Namun demikian, berdasarkan besaran capaian indikator pembangunan sumberdaya
manusia di Sumatera Utara terlihat tidak efektif. Ditinjau dari masing-masing komponen
kualitas sumberdaya manusia, peningkatan persentase guru sekolah menengah layak
mengajar, tingkat kematian bayi, prevalensi gizi kurang dan prevalensi gizi buruk terlihat
cukup efektif.
78
3.Pembangunan Ekonomi
Pembangunan ekonomi di Provinsi Sumatera Utara terlihat sangat relevan dengan
tujuan pembanguan ekonomi secara nasional. Baik di Sumatera Utara maupun secara
nasional, tren capaian indikator secara komposit memperlihatkan penurunan pada
periode 2004-2006, kemudian sama-sama menunjukkan peningkatan yang cukup tajam
dan kemudian menurun lagi dalam periode 2007-2008. Melihat fluktuasi capaian
indikator yang berakhir pada penurunan yang cukup drastis pada tahun 2008 maka
dapat dikatakan pembanguan ekonomi di Sumatera Utara belum cukup efektif.

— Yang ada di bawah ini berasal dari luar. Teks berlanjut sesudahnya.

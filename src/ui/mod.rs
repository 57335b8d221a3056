/// Terminal front-end.

pub mod input;
pub mod renderer;
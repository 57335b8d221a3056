/// Trail ledger: the stack of directions taken since the level started.
///
/// Kept consistent with the per-tile trail counters by routing every
/// single-step move through `record`:
///
///   - stepping back along the most recent step (top == opposite) pops it and
///     decrements both ends of that edge (an undo);
///   - any other step pushes and increments both ends.
///
/// Both counters change together; the step is a single logical event even if
/// the presentation animates the far-end segment later.

use super::direction::Direction;
use super::grid::{Grid, Pos};

#[derive(Clone, Copy, PartialEq, Eq, Debug)]
pub enum TrailUpdate {
    Advanced,
    Undone,
}

#[derive(Clone, Debug, Default)]
pub struct TrailLedger {
    taken: Vec<Direction>,
}

impl TrailLedger {
    pub fn new() -> Self {
        TrailLedger { taken: Vec::with_capacity(64) }
    }

    pub fn len(&self) -> usize {
        self.taken.len()
    }

    pub fn is_empty(&self) -> bool {
        self.taken.is_empty()
    }

    /// Most recent direction still on the ledger.
    pub fn last(&self) -> Option<Direction> {
        self.taken.last().copied()
    }

    pub fn directions(&self) -> &[Direction] {
        &self.taken
    }

    /// Apply the update rule for a step from `from` along `dir`.
    pub fn record(&mut self, grid: &mut Grid, from: Pos, dir: Direction) -> TrailUpdate {
        let back = dir.opposite();
        let to = from.step(dir);

        if self.last() == Some(back) {
            self.taken.pop();
            grid.decrement_trail(from, dir);
            grid.decrement_trail(to, back);
            TrailUpdate::Undone
        } else {
            self.taken.push(dir);
            grid.increment_trail(from, dir);
            grid.increment_trail(to, back);
            TrailUpdate::Advanced
        }
    }

    /// Forget every step and zero all counters on the board.
    pub fn clear(&mut self, grid: &mut Grid) {
        self.taken.clear();
        grid.clear_trails();
    }
}

#[cfg(test)]
mod tests {
    use super::*;
    use crate::domain::direction::CARDINALS;

    fn snapshot(grid: &Grid) -> Vec<u32> {
        grid.positions()
            .flat_map(|p| CARDINALS.iter().map(move |d| (p, *d)).collect::<Vec<_>>())
            .map(|(p, d)| grid.trail_count(p, d))
            .collect()
    }

    #[test]
    fn advance_increments_both_ends() {
        let mut g = Grid::new(3, 3);
        let mut ledger = TrailLedger::new();
        let up = ledger.record(&mut g, Pos::new(1, 1), Direction::North);
        assert_eq!(up, TrailUpdate::Advanced);
        assert_eq!(ledger.directions(), &[Direction::North]);
        assert_eq!(g.trail_count(Pos::new(1, 1), Direction::North), 1);
        assert_eq!(g.trail_count(Pos::new(1, 2), Direction::South), 1);
        assert_eq!(g.total_trail(), 2);
    }

    #[test]
    fn backtrack_undoes_last_step() {
        let mut g = Grid::new(3, 3);
        let mut ledger = TrailLedger::new();
        let before = snapshot(&g);

        ledger.record(&mut g, Pos::new(0, 0), Direction::East);
        let up = ledger.record(&mut g, Pos::new(1, 0), Direction::West);

        assert_eq!(up, TrailUpdate::Undone);
        assert!(ledger.is_empty());
        assert_eq!(snapshot(&g), before);
    }

    #[test]
    fn only_the_top_entry_can_be_undone() {
        // E, N, then W: W is not the opposite of N, so it pushes.
        let mut g = Grid::new(3, 3);
        let mut ledger = TrailLedger::new();
        ledger.record(&mut g, Pos::new(0, 0), Direction::East);
        ledger.record(&mut g, Pos::new(1, 0), Direction::North);
        let up = ledger.record(&mut g, Pos::new(1, 1), Direction::West);
        assert_eq!(up, TrailUpdate::Advanced);
        assert_eq!(ledger.len(), 3);
        assert_eq!(g.total_trail(), 6);
    }

    #[test]
    fn repeated_crossing_accumulates() {
        // Loop around a 2x2 block twice: every edge is crossed twice forward.
        let mut g = Grid::new(2, 2);
        let mut ledger = TrailLedger::new();
        let mut pos = Pos::new(0, 0);
        for _ in 0..2 {
            for d in [Direction::East, Direction::North, Direction::West, Direction::South] {
                ledger.record(&mut g, pos, d);
                pos = pos.step(d);
            }
        }
        assert_eq!(pos, Pos::new(0, 0));
        assert_eq!(ledger.len(), 8);
        assert_eq!(g.trail_count(Pos::new(0, 0), Direction::East), 2);
        assert_eq!(g.trail_count(Pos::new(1, 0), Direction::West), 2);
    }

    #[test]
    fn unwinding_never_goes_negative() {
        let mut g = Grid::new(4, 1);
        let mut ledger = TrailLedger::new();
        let mut pos = Pos::new(0, 0);
        for _ in 0..3 {
            ledger.record(&mut g, pos, Direction::East);
            pos = pos.step(Direction::East);
        }
        for _ in 0..3 {
            assert_eq!(ledger.record(&mut g, pos, Direction::West), TrailUpdate::Undone);
            pos = pos.step(Direction::West);
        }
        assert!(ledger.is_empty());
        assert_eq!(g.total_trail(), 0);
        // Stepping east again from an empty ledger pushes.
        assert_eq!(ledger.record(&mut g, pos, Direction::East), TrailUpdate::Advanced);
    }

    #[test]
    fn clear_resets_everything() {
        let mut g = Grid::new(3, 3);
        let mut ledger = TrailLedger::new();
        ledger.record(&mut g, Pos::new(0, 0), Direction::North);
        ledger.record(&mut g, Pos::new(0, 1), Direction::East);
        ledger.clear(&mut g);
        assert!(ledger.is_empty());
        assert_eq!(g.total_trail(), 0);
    }
}
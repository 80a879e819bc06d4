//! Container format handlers
//!
//! Each handler knows where its container keeps metadata and how to rewrite
//! it without touching anything else. Handlers work on byte slices only.

#[cfg(feature = "jpeg")]
pub mod jpeg;
#[cfg(feature = "png")]
pub mod png;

Beberapa elemen atau komponen pembangunan ekonomi yang terlihat efektif ialah
pertumbuhan ekonomi, dan investasi industri pengolahan
4. Pengelolaan Sumberdaya Alam
Pembangunan sektor sumberdaya alam yang bertujuan peningkatan kualitas
pengelolaan sumberdaya alam juga memperlihatkan relevansi dengan tujuan
pembangunan nasional. Namun demikian, tren capaian indikator pengelolaan
sumberdaya alam di Sumatera Utara yang awalnya lebih tinggi dibandingkan dengan
tren nasional tetapi pada tahun 2007-2008 menjadi jauh lebih rendah. Dengan demikian,
pembanguan sumberdaya alam di Sumatera Utara dapat dikatakan masih kurang
efektif. Tidak ada salah satu komponen dalam indikator sumberdaya alam yang cukup
efektif ditinaju dari tujuan pembangunan nasional.
5. Pembangunan Kesejahteraan Sosial
Pembangunan kesejahteraan sosial di Provinsi Sumatera Utara memperlihatkan tren
capaian yang terus merosot jauh dibawah capaian indikator kesejahteraan sosial secara
nasional. Walaupun dalam periode 2007-2008 capaian indikator mengalami kenaikan
besarannya masih jauh berada dibawah capaian secara nasional. Dengan demikian
dapat dikatakan bahwa pembangunan kesejahteraan sosial di Provinsi Sumatera Utara
terlihat tidak relevan dan juga tidak efektif. Beberapa komponen kesejahteraan sosial
yang masih dapat dipandang efektif ialah pelayanan kesejahteraan sosial bagi anak
terlantar, dan pelayanan orang tua lanjut usia.